4. Preimplantation genetic diagnosis when used to evaluate human leukocyte antigen (HLA) status alone is considered medically necessary in families with a child with a bone marrow disorder requiring a stem cell transplant, and in whom there is no other source of a compatible bone marrow donor other than an HLA matched sibling.

Investigational and Not Medically Necessary: 

Preimplantation genetic diagnosis is considered investigational and not medically necessary for all other indications, including when the criteria above have not been met.

At this time, there is adequate evidence to support the use of preimplantation genetic testing (PGD) for individuals undergoing assisted reproductive technology (ART) procedures who are known to be carriers of balanced translocation genetic mutations or are at risk for aneuploidy.  These types of mutations are known to negatively affect the outcome of ART procedures.  The identification and exclusion of embryos harboring these mutations has been demonstrated to improve implantation and birthrates for individuals undergoing ART procedures (Kuliev, 2005; Munne, 2005; Shenfeld, 2003).

The evidence demonstrates that PGD identifies embryos harboring specific genetic mutations known to cause various diseases.  Furthermore, there is adequate evidence from case series studies that PGD identification of genetic mutations permits deselection of affected embryos and allows successful live birth of healthy unaffected offspring (Kuliev, 2005; Shenfeld, 2003).

The addition of human leukocyte antigen (HLA) typing to the PGD procedure is a relatively new innovation.  For example, PGD may be performed when a prior child has an inherited disorder, such as Fanconi-anemia, which might be treated by a stem cell transplant.  The couple may opt for PGD during the next pregnancy in order to deselect an affected embryo, but at the same time select an embryo that is HLA compatible with their affected child.  Therefore, the resulting child could serve as a stem cell donor for his/her affected sibling.  Additionally, preimplantation diagnosis may be performed solely to select an HLA compatible donor for a sibling requiring a stem cell transplant.  For example, a sibling may have a leukemia requiring stem cell transplant, and the parents undergo an assisted reproductive procedure solely for the purposes of creating a suitable sibling as a stem cell donor.  While these applications create many ethical issues, they have been shown to be technically feasible (Verlinsky, 2004; Kuliev, 2004).
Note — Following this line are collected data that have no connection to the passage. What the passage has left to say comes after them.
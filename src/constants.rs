use crate::splits::SplitLabel;

/// Constants used by fraction validation and bucket allocation.
pub mod fractions {
    /// Slack allowed when checking that fractions sum to at most `1.0`.
    pub const FRACTION_TOLERANCE: f64 = 1e-6;
    /// Default train fraction.
    pub const DEFAULT_TRAIN_FRACTION: f64 = 0.8;
    /// Default validation fraction.
    pub const DEFAULT_VALIDATION_FRACTION: f64 = 0.1;
    /// Default test fraction.
    pub const DEFAULT_TEST_FRACTION: f64 = 0.1;
}

/// Constants used by split configuration defaults.
pub mod config {
    /// Seed used when a caller does not pick one.
    pub const DEFAULT_SEED: u64 = 42;
}

/// Constants used by stratified splitting.
pub mod stratified {
    /// Labels strictly above this value count as positive.
    pub const DEFAULT_POSITIVE_THRESHOLD: f64 = 0.0;
}

/// Constants used by similarity clustering.
pub mod clustering {
    /// Pairs at or above this similarity are neighbors.
    ///
    /// Equivalent to a Tanimoto distance cutoff of `0.6`.
    pub const DEFAULT_SIMILARITY_THRESHOLD: f64 = 0.4;
}

/// Constants used by k-fold splitting.
pub mod folds {
    /// Offset mixed into per-fold seed derivation.
    pub const FOLD_SEED_OFFSET: u64 = 0xF01D_5EED;
    /// Smallest fold count that yields a meaningful cross-validation.
    pub const MIN_FOLDS: usize = 2;
}

/// Constants used by bucket naming and iteration order.
pub mod splits {
    use super::SplitLabel;

    /// Canonical bucket order used for allocation, fill, and reporting.
    pub const ALL_SPLITS: [SplitLabel; 3] =
        [SplitLabel::Train, SplitLabel::Validation, SplitLabel::Test];
    /// Name of the train bucket.
    pub const TRAIN_NAME: &str = "train";
    /// Name of the validation bucket.
    pub const VALIDATION_NAME: &str = "valid";
    /// Name of the test bucket.
    pub const TEST_NAME: &str = "test";
    /// Name of the implicit discard bucket.
    pub const DISCARD_NAME: &str = "discard";
}

/// Constants used by the command-line runner.
pub mod cli {
    /// Program name reported by `--help`.
    pub const SPLIT_DATASET_BIN: &str = "split_dataset";
    /// Default fractions accepted by `--fractions`.
    pub const DEFAULT_FRACTIONS_ARG: &str = "0.8,0.1,0.1";
}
Specific selection criteria for PGD for otherwise fertile couples are difficult, and must be treated on a case-by-case basis.  While PGD has been shown to be technically feasible in general (i.e., the biopsy procedure, implantation and subsequent pregnancy), the diagnostic performance of the individual laboratory tests used to analyze the biopsied genetic material is rapidly evolving.  Evaluation of each specific genetic test for each abnormality is beyond the scope of this document.  However, in general, in order to assure adequate sensitivity and specificity for the genetic test guiding the embryo deselection process, the genetic defect must be well characterized.  For example, the gene or genes responsible for some genetic disorders may be quite large with mutations spread along the entire length of the gene.  The ability to detect all or some of these genes, and an understanding of the clinical significance of each mutation (including its penetration, i.e., whether or not it is expressed in an individual) will affect the diagnostic performance of the test.  An ideal candidate for genetic testing would be a condition that is associated with a single well-characterized mutation for which a reliable genetic test has been established.  In some situations, PGD may be performed in couples in which the mother is a carrier of an X-linked disease, such as fragile X syndrome.  In this case, the genetic test could focus on merely deselecting male embryos (Robertson, 2003).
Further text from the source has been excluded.